• TASK ITEM: All entries shown below should be duplicated character for character.

--- SUPPLIED ENTRIES ---

//! The baseline entity and list-query types.

use chrono::{DateTime, Utc};
use serde::{Deserialize, Serialize};
use uuid::Uuid;

use crate::fact::Fact;

/// A named, account-scoped snapshot of configuration facts.
///
/// `baseline_facts` is always held in canonical order.
#[derive(Debug, Clone, PartialEq, Eq, Serialize, Deserialize)]
pub struct Baseline {
  pub id:             Uuid,
  pub account:        String,
  pub display_name:   String,
  pub baseline_facts: Vec<Fact>,
  pub created_on:     DateTime<Utc>,
  pub modified_on:    DateTime<Utc>,
}

impl Baseline {
  /// Number of leaf facts in the whole tree.
  pub fn fact_count(&self) -> usize {
    self.baseline_facts.iter().map(Fact::leaf_count).sum()
  }
}

/// Input to [`crate::store::BaselineStore::create_baseline`]. The store
/// assigns the id and both timestamps.
#[derive(Debug, Clone, PartialEq, Eq)]
pub struct NewBaseline {
  pub account:        String,
  pub display_name:   String,
  pub baseline_facts: Vec<Fact>,
}

// ─── Listing ─────────────────────────────────────────────────────────────────

#[derive(Debug, Clone, Copy, Default, PartialEq, Eq, Serialize, Deserialize)]
#[serde(rename_all = "snake_case")]
pub enum OrderBy {
  DisplayName,
  #[default]
  Updated,
}

#[derive(Debug, Clone, Copy, Default, PartialEq, Eq, Serialize, Deserialize)]
pub enum OrderHow {
  #[serde(rename = "ASC")]
  Asc,
  #[default]
  #[serde(rename = "DESC")]
  Desc,
}

impl OrderBy {
  pub fn as_str(self) -> &'static str {
    match self {
      OrderBy::DisplayName => "display_name",
      OrderBy::Updated => "updated",
    }
  }
}

impl OrderHow {
  pub fn as_str(self) -> &'static str {
    match self {
      OrderHow::Asc => "ASC",
      OrderHow::Desc => "DESC",
    }
  }
}

/// Parameters for [`crate::store::BaselineStore::list_baselines`].
#[derive(Debug, Clone, Default)]
pub struct BaselineQuery {
  /// Case-insensitive substring filter. `%` and `_` match literally; a
  /// blank filter is ignored.
  pub display_name: Option<String>,
  pub order_by:     OrderBy,
  pub order_how:    OrderHow,
  pub limit:        Option<usize>,
  pub offset:       Option<usize>,
}

impl BaselineQuery {
  /// The trimmed filter, or `None` when it is absent or blank.
  pub fn display_name_filter(&self) -> Option<&str> {
    self
      .display_name
      .as_deref()
      .map(str::trim)
      .filter(|s| !s.is_empty())
  }
}

/// One page of [`crate::store::BaselineStore::list_baselines`] results.
#[derive(Debug, Clone, Default)]
pub struct BaselinePage {
  pub baselines:       Vec<Baseline>,
  /// Total matching rows before `limit`/`offset` were applied.
  pub total_available: usize,
}

#[cfg(test)]
mod tests {
  use super::*;

  #[test]
  fn fact_count_counts_leaves() {
    let now = Utc::now();
    let baseline = Baseline {
      id:             Uuid::new_v4(),
      account:        "1212729".into(),
      display_name:   "web".into(),
      baseline_facts: vec![
        Fact::leaf("arch", "x86_64"),
        Fact::category("cpu", vec![Fact::leaf("cores", "4"), Fact::leaf("sockets", "2")]),
        Fact::category("flags", vec![]),
      ],
      created_on:     now,
      modified_on:    now,
    };
    assert_eq!(baseline.fact_count(), 3);
  }

  #[test]
  fn blank_display_name_filter_ignored() {
    let query = BaselineQuery {
      display_name: Some("   ".into()),
      ..Default::default()
    };
    assert_eq!(query.display_name_filter(), None);

    let query = BaselineQuery {
      display_name: Some(" web ".into()),
      ..Default::default()
    };
    assert_eq!(query.display_name_filter(), Some("web"));
  }

  #[test]
  fn ordering_parses_wire_names() {
    let how: OrderHow = serde_json::from_str("\"ASC\"").unwrap();
    assert_eq!(how, OrderHow::Asc);
    let by: OrderBy = serde_json::from_str("\"display_name\"").unwrap();
    assert_eq!(by, OrderBy::DisplayName);
  }
}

---

• SOLUTION TO THE EXERCISE:
//! The baseline entity and list-query types.

use chrono::{DateTime, Utc};
use serde::{Deserialize, Serialize};
use uuid::Uuid;

use crate::fact::Fact;

/// A named, account-scoped snapshot of configuration facts.
///
/// `baseline_facts` is always held in canonical order.
#[derive(Debug, Clone, PartialEq, Eq, Serialize, Deserialize)]
pub struct Baseline {
  pub id:             Uuid,
  pub account:        String,
  pub display_name:   String,
  pub baseline_facts: Vec<Fact>,
  pub created_on:     DateTime<Utc>,
  pub modified_on:    DateTime<Utc>,
}

impl Baseline {
  /// Number of leaf facts in the whole tree.
  pub fn fact_count(&self) -> usize {
    self.baseline_facts.iter().map(Fact::leaf_count).sum()
  }
}

/// Input to [`crate::store::BaselineStore::create_baseline`]. The store
/// assigns the id and both timestamps.
#[derive(Debug, Clone, PartialEq, Eq)]
pub struct NewBaseline {
  pub account:        String,
  pub display_name:   String,
  pub baseline_facts: Vec<Fact>,
}

// ─── Listing ─────────────────────────────────────────────────────────────────

#[derive(Debug, Clone, Copy, Default, PartialEq, Eq, Serialize, Deserialize)]
#[serde(rename_all = "snake_case")]
pub enum OrderBy {
  DisplayName,
  #[default]
  Updated,
}

#[derive(Debug, Clone, Copy, Default, PartialEq, Eq, Serialize, Deserialize)]
pub enum OrderHow {
  #[serde(rename = "ASC")]
  Asc,
  #[default]
  #[serde(rename = "DESC")]
  Desc,
}

impl OrderBy {
  pub fn as_str(self) -> &'static str {
    match self {
      OrderBy::DisplayName => "display_name",
      OrderBy::Updated => "updated",
    }
  }
}

impl OrderHow {
  pub fn as_str(self) -> &'static str {
    match self {
      OrderHow::Asc => "ASC",
      OrderHow::Desc => "DESC",
    }
  }
}

/// Parameters for [`crate::store::BaselineStore::list_baselines`].
#[derive(Debug, Clone, Default)]
pub struct BaselineQuery {
  /// Case-insensitive substring filter. `%` and `_` match literally; a
  /// blank filter is ignored.
  pub display_name: Option<String>,
  pub order_by:     OrderBy,
  pub order_how:    OrderHow,
  pub limit:        Option<usize>,
  pub offset:       Option<usize>,
}

impl BaselineQuery {
  /// The trimmed filter, or `None` when it is absent or blank.
  pub fn display_name_filter(&self) -> Option<&str> {
    self
      .display_name
      .as_deref()
      .map(str::trim)
      .filter(|s| !s.is_empty())
  }
}

/// One page of [`crate::store::BaselineStore::list_baselines`] results.
#[derive(Debug, Clone, Default)]
pub struct BaselinePage {
  pub baselines:       Vec<Baseline>,
  /// Total matching rows before `limit`/`offset` were applied.
  pub total_available: usize,
}

#[cfg(test)]
mod tests {
  use super::*;

  #[test]
  fn fact_count_counts_leaves() {
    let now = Utc::now();
    let baseline = Baseline {
      id:             Uuid::new_v4(),
      account:        "1212729".into(),
      display_name:   "web".into(),
      baseline_facts: vec![
        Fact::leaf("arch", "x86_64"),
        Fact::category("cpu", vec![Fact::leaf("cores", "4"), Fact::leaf("sockets", "2")]),
        Fact::category("flags", vec![]),
      ],
      created_on:     now,
      modified_on:    now,
    };
    assert_eq!(baseline.fact_count(), 3);
  }

  #[test]
  fn blank_display_name_filter_ignored() {
    let query = BaselineQuery {
      display_name: Some("   ".into()),
      ..Default::default()
    };
    assert_eq!(query.display_name_filter(), None);

    let query = BaselineQuery {
      display_name: Some(" web ".into()),
      ..Default::default()
    };
    assert_eq!(query.display_name_filter(), Some("web"));
  }

  #[test]
  fn ordering_parses_wire_names() {
    let how: OrderHow = serde_json::from_str("\"ASC\"").unwrap();
    assert_eq!(how, OrderHow::Asc);
    let by: OrderBy = serde_json::from_str("\"display_name\"").unwrap();
    assert_eq!(by, OrderBy::DisplayName);
  }
}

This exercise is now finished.